Today is Disability Awareness Day. The fact that I have autism, OCD, major depression, and anxiety compels me to say something about having a disability. Still, I have no idea how to talk about having a disability without feeling like I’m stacking the deck against myself.
How do you talk about having a disability when the very term “disability” implies something that makes you lesser? The prefix dis- means “lack of,” or “not.” And it’s not like there’s some other word that avoids it. I believe “differently-abled” is condescending, and “special needs” falls into the same trap of “disability” by implying something alien, as though a disabled person does not have the same basic needs: food, water, shelter, and compassion.
I feel as though the language we use to talk about disability is rigged against us. It unavoidably dehumanizes us, because we cannot talk about “disabled” without reference to the “abled,” the “normal.” And since disability is typically implied to be permanent, the language informs me that I am permanently separated from what is normal. That I can never be like everybody else.

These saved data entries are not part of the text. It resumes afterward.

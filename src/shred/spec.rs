//! Table schemas and their compilation into table specs
//!
//! A schema names a table and lists its fields, each with an alias pointing
//! into the source document. Compilation infers where in the tree a table's
//! records live (the attachment pattern) and, from foreign-key-looking
//! fields, the pattern of its parent table.

use crate::error::ConfigError;
use crate::path::{self, ROOT};
use crate::shred::pattern::PathPattern;
use crate::shred::validate::FieldKind;
use serde::{Deserialize, Serialize};
use std::collections::HashSet;
use std::io::Read;
use std::sync::Arc;
use tracing::debug;

/// Declaration of one field of a table
#[derive(Debug, Clone, PartialEq, Serialize, Deserialize)]
pub struct FieldSchema {
    pub name: String,

    /// Source path, e.g. `root.items[*].id`; an alias equal to the field name
    /// is read from the attachment node itself
    #[serde(default)]
    pub alias: Option<String>,

    #[serde(default)]
    pub primary_key: bool,

    /// Referenced column, e.g. `invoice.id`
    #[serde(default)]
    pub foreign_key: Option<String>,

    /// Only consulted by [`FieldTypeValidator`](crate::shred::validate::FieldTypeValidator)
    #[serde(default, rename = "type")]
    pub kind: FieldKind,

    #[serde(default)]
    pub optional: bool,
}

impl FieldSchema {
    pub fn new(name: impl Into<String>, alias: impl Into<String>) -> Self {
        FieldSchema {
            name: name.into(),
            alias: Some(alias.into()),
            primary_key: false,
            foreign_key: None,
            kind: FieldKind::Any,
            optional: false,
        }
    }

    /// A field read straight from the attachment node under its own name
    pub fn local(name: impl Into<String>) -> Self {
        let name = name.into();
        Self::new(name.clone(), name)
    }

    pub fn primary(mut self) -> Self {
        self.primary_key = true;
        self
    }

    pub fn references(mut self, target: impl Into<String>) -> Self {
        self.foreign_key = Some(target.into());
        self
    }

    pub fn kind(mut self, kind: FieldKind) -> Self {
        self.kind = kind;
        self
    }

    pub fn optional(mut self) -> Self {
        self.optional = true;
        self
    }
}

/// Declaration of one target table
#[derive(Debug, Clone, PartialEq, Serialize, Deserialize)]
pub struct TableSchema {
    pub name: String,
    #[serde(default)]
    pub fields: Vec<FieldSchema>,
}

impl TableSchema {
    pub fn new(name: impl Into<String>) -> Self {
        TableSchema {
            name: name.into(),
            fields: Vec::new(),
        }
    }

    pub fn field(mut self, field: FieldSchema) -> Self {
        self.fields.push(field);
        self
    }
}

/// On-disk schema file: `{"tables": [...]}`
#[derive(Debug, Clone, PartialEq, Serialize, Deserialize)]
pub struct SchemaFile {
    pub tables: Vec<TableSchema>,
}

impl SchemaFile {
    pub fn from_reader<R: Read>(reader: R) -> serde_json::Result<Self> {
        serde_json::from_reader(reader)
    }
}

impl std::str::FromStr for SchemaFile {
    type Err = serde_json::Error;

    fn from_str(s: &str) -> Result<Self, Self::Err> {
        serde_json::from_str(s)
    }
}

/// A compiled field
#[derive(Debug, Clone, PartialEq, Eq)]
pub struct FieldSpec {
    pub name: String,
    pub alias: String,
    /// Read from the attachment node rather than through the path index
    pub is_local: bool,
}

/// A field inferred to reference another table
#[derive(Debug, Clone, PartialEq, Eq)]
pub struct ForeignKey {
    pub field: String,
    pub references: Option<String>,
}

/// An immutable, compiled table description
#[derive(Debug, Clone)]
pub struct TableSpec {
    pub name: String,
    pub fields: Vec<FieldSpec>,
    pub primary_key: Option<String>,
    pub foreign_keys: Vec<ForeignKey>,
    attachment: Arc<PathPattern>,
    parent: Option<Arc<PathPattern>>,
}

impl TableSpec {
    /// Compile one table schema
    pub fn compile(schema: &TableSchema) -> Result<Self, ConfigError> {
        let table = schema.name.as_str();
        if table.is_empty() {
            return Err(ConfigError::EmptyTableName);
        }
        if schema.fields.is_empty() {
            return Err(ConfigError::EmptySchema {
                table: table.to_string(),
            });
        }

        let mut seen = HashSet::new();
        let mut fields = Vec::with_capacity(schema.fields.len());
        for field in &schema.fields {
            let alias = match field.alias.as_deref() {
                Some(alias) if !alias.is_empty() => alias,
                _ => {
                    return Err(ConfigError::MissingAlias {
                        table: table.to_string(),
                        field: field.name.clone(),
                    })
                }
            };
            if !seen.insert(field.name.as_str()) {
                return Err(ConfigError::DuplicateField {
                    table: table.to_string(),
                    field: field.name.clone(),
                });
            }
            path::validate(alias).map_err(|reason| ConfigError::InvalidAlias {
                table: table.to_string(),
                field: field.name.clone(),
                alias: alias.to_string(),
                reason,
            })?;

            fields.push(FieldSpec {
                name: field.name.clone(),
                alias: alias.to_string(),
                is_local: alias == field.name && !path::has_wildcard(alias),
            });
        }

        let attachment = infer_attachment(table, &fields)?;
        let primary_key = detect_primary_key(schema);
        let foreign_keys: Vec<ForeignKey> = schema
            .fields
            .iter()
            .filter(|f| Some(&f.name) != primary_key.as_ref())
            .filter(|f| f.name.ends_with("_id") || f.foreign_key.is_some())
            .map(|f| ForeignKey {
                field: f.name.clone(),
                references: f.foreign_key.clone(),
            })
            .collect();
        let parent = infer_parent(&attachment, &fields, &foreign_keys);

        let spec = TableSpec {
            name: table.to_string(),
            attachment: compile_pattern(table, &attachment)?,
            parent: parent
                .map(|p| compile_pattern(table, &p))
                .transpose()?,
            fields,
            primary_key,
            foreign_keys,
        };

        debug!(
            table = %spec.name,
            attachment = %spec.attachment,
            parent = spec.parent_pattern().unwrap_or("-"),
            fields = spec.fields.len(),
            "compiled table spec"
        );
        Ok(spec)
    }

    pub fn attachment(&self) -> &PathPattern {
        &self.attachment
    }

    pub fn attachment_pattern(&self) -> &str {
        self.attachment.as_str()
    }

    pub fn parent_pattern(&self) -> Option<&str> {
        self.parent.as_deref().map(PathPattern::as_str)
    }

    /// Whether records of this table are extracted at `concrete`
    pub fn attaches_at(&self, concrete: &str) -> bool {
        self.attachment.matches(concrete)
    }
}

/// The compiled specs of a whole schema set, in declaration order
#[derive(Debug, Clone)]
pub struct SpecSet {
    tables: Vec<TableSpec>,
}

impl SpecSet {
    pub fn compile(schemas: &[TableSchema]) -> Result<Self, ConfigError> {
        let mut names = HashSet::new();
        let mut tables = Vec::with_capacity(schemas.len());
        for schema in schemas {
            if !schema.name.is_empty() && !names.insert(schema.name.as_str()) {
                return Err(ConfigError::DuplicateTable {
                    table: schema.name.clone(),
                });
            }
            tables.push(TableSpec::compile(schema)?);
        }
        Ok(SpecSet { tables })
    }

    pub fn iter(&self) -> std::slice::Iter<'_, TableSpec> {
        self.tables.iter()
    }

    pub fn get(&self, name: &str) -> Option<&TableSpec> {
        self.tables.iter().find(|t| t.name == name)
    }

    pub fn len(&self) -> usize {
        self.tables.len()
    }

    pub fn is_empty(&self) -> bool {
        self.tables.is_empty()
    }

    /// The first other table attached where `name`'s parent pattern points
    pub fn parent_table(&self, name: &str) -> Option<&TableSpec> {
        let parent = self.get(name)?.parent_pattern()?;
        self.tables
            .iter()
            .find(|t| t.name != name && t.attachment_pattern() == parent)
    }
}

impl<'a> IntoIterator for &'a SpecSet {
    type Item = &'a TableSpec;
    type IntoIter = std::slice::Iter<'a, TableSpec>;

    fn into_iter(self) -> Self::IntoIter {
        self.tables.iter()
    }
}

fn compile_pattern(table: &str, pattern: &str) -> Result<Arc<PathPattern>, ConfigError> {
    PathPattern::cached(pattern).map_err(|e| ConfigError::InvalidPattern {
        table: table.to_string(),
        pattern: pattern.to_string(),
        reason: e.to_string(),
    })
}

/// Deepest wildcarded prefix if any alias repeats, else the deepest common prefix
fn infer_attachment(table: &str, fields: &[FieldSpec]) -> Result<String, ConfigError> {
    let wildcard: Vec<&str> = fields
        .iter()
        .filter(|f| !f.is_local && path::has_wildcard(&f.alias))
        .map(|f| f.alias.as_str())
        .collect();

    if !wildcard.is_empty() {
        return deepest_prefix(&wildcard)
            .map(str::to_string)
            .ok_or_else(|| ConfigError::NoAttachmentCandidate {
                table: table.to_string(),
            });
    }

    let prefixes: Vec<&str> = fields
        .iter()
        .filter(|f| !f.is_local)
        .map(|f| path::prefix(&f.alias))
        .collect();
    Ok(common_prefix(&prefixes).unwrap_or_else(|| ROOT.to_string()))
}

/// Prefix with the most segments; the first one wins ties
fn deepest_prefix<'a>(aliases: &[&'a str]) -> Option<&'a str> {
    aliases
        .iter()
        .copied()
        .map(path::prefix)
        .fold(None, |best: Option<&str>, candidate| match best {
            Some(b) if path::depth(b) >= path::depth(candidate) => Some(b),
            _ => Some(candidate),
        })
}

/// Prefix with the fewest segments; the first one wins ties
fn shallowest<'a>(paths: &[&'a str]) -> Option<&'a str> {
    paths
        .iter()
        .copied()
        .fold(None, |best: Option<&str>, candidate| match best {
            Some(b) if path::depth(b) <= path::depth(candidate) => Some(b),
            _ => Some(candidate),
        })
}

/// Longest run of leading segments shared by all paths. Segments with the same
/// key but different subscripts count as equal; the first path's spelling is kept.
fn common_prefix(paths: &[&str]) -> Option<String> {
    let split: Vec<Vec<&str>> = paths.iter().map(|p| path::segments(p).collect()).collect();
    let first = split.first()?;
    let shortest = split.iter().map(Vec::len).min().unwrap_or(0);

    let shared: Vec<&str> = (0..shortest)
        .map_while(|i| {
            let base = path::base_key(first[i]);
            split
                .iter()
                .all(|segments| path::base_key(segments[i]) == base)
                .then_some(first[i])
        })
        .collect();

    if shared.is_empty() {
        None
    } else {
        Some(shared.join("."))
    }
}

/// Explicit hint, then a field called `id`, then the first `_id` field
fn detect_primary_key(schema: &TableSchema) -> Option<String> {
    schema
        .fields
        .iter()
        .find(|f| f.primary_key)
        .or_else(|| schema.fields.iter().find(|f| f.name == "id"))
        .or_else(|| schema.fields.iter().find(|f| f.name.ends_with("_id")))
        .map(|f| f.name.clone())
}

/// Shallowest foreign-key prefix, moved one level up if it is the table's own pattern
fn infer_parent(attachment: &str, fields: &[FieldSpec], foreign_keys: &[ForeignKey]) -> Option<String> {
    let prefixes: Vec<&str> = foreign_keys
        .iter()
        .filter_map(|fk| fields.iter().find(|f| f.name == fk.field))
        .map(|f| {
            if f.is_local {
                attachment
            } else {
                path::prefix(&f.alias)
            }
        })
        .collect();

    let parent = shallowest(&prefixes)?;
    if parent == attachment {
        path::parent(attachment).map(str::to_string)
    } else {
        Some(parent.to_string())
    }
}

But then none of us can be like everybody else. We’re all ensconced in our individual skulls, our unique minds and unique perspectives. And just as much as I am disabled from being like everybody else, so is everybody else disabled from being like me. I do not know what it’s like to not have autism. But then, others do not know what it is like to have my autism. I do not know what it’s like to be able to interact naturally and un-self-consciously, but others do not know what it’s like to experience music the way I do, to hear the sounds of instruments dividing and subdividing into unique universes of soundlets, all separate yet simultaneously coalescing together into a larger whole, and then seeing those sounds turn to images in one’s mind. Those without depression may not know the depths of pain other people can feel.
None of this is to say that any disability is inherently “good.” I don’t want to have depression, and I take active steps to work out of it. Rather, what we call “disabilities” are what we choose to make of them. And it doesn’t matter if we choose to accept our disabilities and celebrate them, or rebel and agitate against them: both choices are valid. Because at a fundamental level, what makes something a disability is dependent on nobody else but the person who has it. At the core of me, at the basic essence of who I am, there is no “abled” or “disabled.” There is only me. The only person I have ever been at this moment. And at this moment, I do not have autism, or OCD, or depression or anxiety. I have only me, my life, and my experiences. Before I relate to anything else in the world, I relate to that. And I decide what it means.

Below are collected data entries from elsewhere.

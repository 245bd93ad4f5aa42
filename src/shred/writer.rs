use crate::types::{Extraction, RecordError, ResultSet};
use anyhow::{Context, Result};
use serde_json::Value;
use std::collections::HashMap;
use std::fs::File;
use std::io::{BufWriter, Write};
use std::path::{Path, PathBuf};

/// Writes rows to JSON Lines files, one `<table>.jsonl` per table
pub struct TableWriter {
    output_dir: PathBuf,
    writers: HashMap<String, BufWriter<File>>,
}

impl TableWriter {
    pub fn new<P: AsRef<Path>>(output_dir: P) -> Result<Self> {
        std::fs::create_dir_all(&output_dir).context("Failed to create output directory")?;

        Ok(TableWriter {
            output_dir: output_dir.as_ref().to_path_buf(),
            writers: HashMap::new(),
        })
    }

    /// Append every row to its table's file
    pub fn write_results(&mut self, results: &ResultSet) -> Result<()> {
        for (table, rows) in results.iter() {
            if rows.is_empty() {
                continue;
            }
            let writer = self.writer_for(table)?;
            for row in rows {
                serde_json::to_writer(&mut *writer, row).context("Failed to serialize row")?;
                writeln!(writer).context("Failed to write row")?;
            }
        }
        Ok(())
    }

    fn writer_for(&mut self, table: &str) -> Result<&mut BufWriter<File>> {
        if !self.writers.contains_key(table) {
            let filename = self.output_dir.join(format!("{table}.jsonl"));
            let file = std::fs::OpenOptions::new()
                .create(true)
                .append(true)
                .open(&filename)
                .with_context(|| format!("Failed to open file: {}", filename.display()))?;
            self.writers.insert(table.to_string(), BufWriter::new(file));
        }
        self.writers
            .get_mut(table)
            .context("writer vanished after insertion")
    }

    /// Flush all writers
    pub fn flush(&mut self) -> Result<()> {
        for writer in self.writers.values_mut() {
            writer.flush().context("Failed to flush writer")?;
        }
        Ok(())
    }
}

/// Writes rows of every table to one stream, tagging each with `_table`
pub struct SingleWriter<W: Write> {
    writer: W,
}

impl<W: Write> SingleWriter<W> {
    pub fn new(writer: W) -> Self {
        SingleWriter { writer }
    }

    pub fn write_extraction(&mut self, extraction: &Extraction) -> Result<()> {
        self.write_results(&extraction.results)
    }

    pub fn write_results(&mut self, results: &ResultSet) -> Result<()> {
        for (table, rows) in results.iter() {
            for row in rows {
                let mut data = row.clone();
                data.insert("_table".to_string(), Value::String(table.to_string()));

                let json = serde_json::to_string(&data).context("Failed to serialize row")?;
                writeln!(self.writer, "{}", json).context("Failed to write row")?;
            }
        }
        Ok(())
    }

    /// One JSON line per record error
    pub fn write_errors(&mut self, errors: &[RecordError]) -> Result<()> {
        for error in errors {
            let json = serde_json::to_string(error).context("Failed to serialize error")?;
            writeln!(self.writer, "{}", json).context("Failed to write error")?;
        }
        Ok(())
    }

    pub fn flush(&mut self) -> Result<()> {
        self.writer.flush().context("Failed to flush writer")
    }
}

None of this is to say that we should do away with “disability” and terms like it in favor of some sweeping “we’re all the same” generalizations. Language matters, and however imprecise and problematic such a term as “disability” may be, it’s nonetheless useful for identifying issues and conflicts that can be resolved through political action or science or medicine. But it would do us well to realize that the language we use to talk about disability, like all language, is ephemeral. What it’s describing does not exist. It’s a simplification – and thus a distortion – we use to serve our own ends, or the ends of others.
Instead, I believe we need to think about the ways in which we entrap ourselves within the whims of a society that purports to judge our bodies and our lives without our consent. The ways we have confused society’s opinions for our own internal monologues. And to be cognizant that when we use terms like “disability,” we are using a term that may be useful, but does not actually exist — except insofar as we and society allow it to.